**** TASK MATERIAL ****

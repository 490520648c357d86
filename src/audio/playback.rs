use std::collections::VecDeque;
use std::sync::{Arc, Mutex};

use anyhow::{Context, Result};
use cpal::traits::{DeviceTrait, HostTrait, StreamTrait};
use tokio::sync::mpsc;

use super::{processing, AudioBuffer};

/// Identity of one started playback source. A fresh id is handed out per
/// `play`; completion events carry the id so a listener can tell a natural
/// completion of the current source from a stale one.
pub type SourceId = u64;

/// Single-voice audio output.
///
/// At most one source is audible at any time: `play` stops whatever is
/// active before starting the new source. Natural completion is reported
/// exactly once per source by sending its id on the completion channel the
/// sink was built with; an explicitly stopped source never reports.
pub trait AudioSink: Send {
    fn play(&mut self, buffer: AudioBuffer) -> Result<SourceId>;
    /// Idempotent; stopping when nothing is playing is a no-op.
    fn stop(&mut self);
}

/// State shared with the output callback.
struct Shared {
    queue: VecDeque<f32>,
    /// Source the completion event is armed for. Cleared by `stop` and after
    /// the event fires, so each source reports at most once.
    armed: Option<SourceId>,
}

/// cpal-backed sink. The output device and stream are created lazily on the
/// first play and reused for every playback after that; the stream is paused
/// while idle and resumed before each start.
pub struct CpalSink {
    completion_tx: mpsc::UnboundedSender<SourceId>,
    shared: Arc<Mutex<Shared>>,
    output: Option<Output>,
    next_source_id: SourceId,
}

struct Output {
    stream: cpal::Stream,
    sample_rate: u32,
    channels: usize,
}

// Safety: cpal::Stream on macOS wraps a CoreAudio AudioUnit which is
// thread-safe. The sink is owned by a single session task; the stream is
// never touched from two threads at once.
unsafe impl Send for CpalSink {}

impl CpalSink {
    pub fn new(completion_tx: mpsc::UnboundedSender<SourceId>) -> Self {
        Self {
            completion_tx,
            shared: Arc::new(Mutex::new(Shared {
                queue: VecDeque::new(),
                armed: None,
            })),
            output: None,
            next_source_id: 0,
        }
    }

    fn ensure_output(&mut self) -> Result<()> {
        if self.output.is_some() {
            return Ok(());
        }

        let host = cpal::default_host();
        let device = host.default_output_device()
            .context("No output device available")?;

        let config = device.default_output_config()
            .context("Failed to get default output config")?;
        let stream_config: cpal::StreamConfig = config.into();
        let channels = stream_config.channels as usize;

        let shared = Arc::clone(&self.shared);
        let completion_tx = self.completion_tx.clone();

        let stream = device.build_output_stream(
            &stream_config,
            move |data: &mut [f32], _: &cpal::OutputCallbackInfo| {
                let mut shared = shared.lock().unwrap();
                for sample in data.iter_mut() {
                    *sample = shared.queue.pop_front().unwrap_or(0.0);
                }
                if shared.queue.is_empty() {
                    if let Some(source_id) = shared.armed.take() {
                        let _ = completion_tx.send(source_id);
                    }
                }
            },
            |err| {
                tracing::error!("Audio output error: {}", err);
            },
            None,
        ).context("Failed to build output stream")?;

        tracing::info!(
            "Audio output ready (device sample rate: {}Hz, {} channels)",
            stream_config.sample_rate.0,
            channels
        );

        self.output = Some(Output {
            stream,
            sample_rate: stream_config.sample_rate.0,
            channels,
        });
        Ok(())
    }
}

impl AudioSink for CpalSink {
    fn play(&mut self, buffer: AudioBuffer) -> Result<SourceId> {
        self.stop();
        self.ensure_output()?;

        let (out_rate, channels) = {
            let output = self.output.as_ref().unwrap();
            (output.sample_rate, output.channels)
        };

        let mono = processing::resample(&buffer.samples, buffer.sample_rate, out_rate)?;
        let frames = processing::interleave(&mono, channels);

        self.next_source_id += 1;
        let source_id = self.next_source_id;

        {
            let mut shared = self.shared.lock().unwrap();
            shared.queue = frames.into();
            shared.armed = Some(source_id);
        }

        let started = self.output.as_ref().unwrap().stream.play()
            .context("Failed to start audio stream");
        if let Err(e) = started {
            self.stop();
            return Err(e);
        }

        tracing::debug!(
            "Playback started: source {} ({:.2}s)",
            source_id,
            buffer.duration_secs()
        );
        Ok(source_id)
    }

    fn stop(&mut self) {
        {
            let mut shared = self.shared.lock().unwrap();
            shared.armed = None;
            shared.queue.clear();
        }
        if let Some(output) = &self.output {
            let _ = output.stream.pause();
        }
    }
}
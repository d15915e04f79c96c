//! Binary-coded decimal decoding
//!
//! Each byte carries two decimal digits, high nibble first. A nibble of
//! `0xF` ends the field: nothing after it is decoded, including the other
//! nibble of the same byte. Nibbles `0xA` to `0xE` are not digits and end the
//! field the same way.

use std::iter::FusedIterator;

use tracing::trace;

/// Nibble value that terminates a BCD field
pub const TERMINATOR: u8 = 0x0F;

/// Decode BCD bytes into decimal digit characters
///
/// Only `'0'..='9'` are ever yielded.
///
/// The iterator borrows `bytes` and is `Clone`, so it can be restarted.
///
/// # Examples
///
/// ```
/// use guaritaip_core::bcd;
///
/// let digits: String = bcd::decode_bcd(&[0x12, 0x34, 0xFF]).collect();
/// assert_eq!(digits, "1234");
/// ```
pub fn decode_bcd(bytes: &[u8]) -> BcdDigits<'_> {
    BcdDigits {
        bytes,
        nibble: 0,
        done: false,
    }
}

/// Iterator returned by [`decode_bcd`]
#[derive(Debug, Clone)]
pub struct BcdDigits<'a> {
    bytes: &'a [u8],
    /// Index of the next nibble (two per byte)
    nibble: usize,
    done: bool,
}

impl Iterator for BcdDigits<'_> {
    type Item = char;

    fn next(&mut self) -> Option<char> {
        if self.done {
            return None;
        }

        let Some(byte) = self.bytes.get(self.nibble / 2) else {
            self.done = true;
            return None;
        };

        let value = if self.nibble % 2 == 0 {
            byte >> 4
        } else {
            byte & 0x0F
        };

        let Some(digit) = char::from_digit(u32::from(value), 10) else {
            if value != TERMINATOR {
                trace!(nibble = value, "Non-decimal nibble ends BCD field");
            }
            self.done = true;
            return None;
        };

        self.nibble += 1;

        Some(digit)
    }

    fn size_hint(&self) -> (usize, Option<usize>) {
        if self.done {
            (0, Some(0))
        } else {
            let remaining = (self.bytes.len() * 2).saturating_sub(self.nibble);
            (0, Some(remaining))
        }
    }
}

impl FusedIterator for BcdDigits<'_> {}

****

**WORK TO BE COMPLETED:**
Which lines of the data contain the string "remaining"? Copy each of them.

**TASK ANSWER:**
            let remaining = (self.bytes.len() * 2).saturating_sub(self.nibble);
            (0, Some(remaining))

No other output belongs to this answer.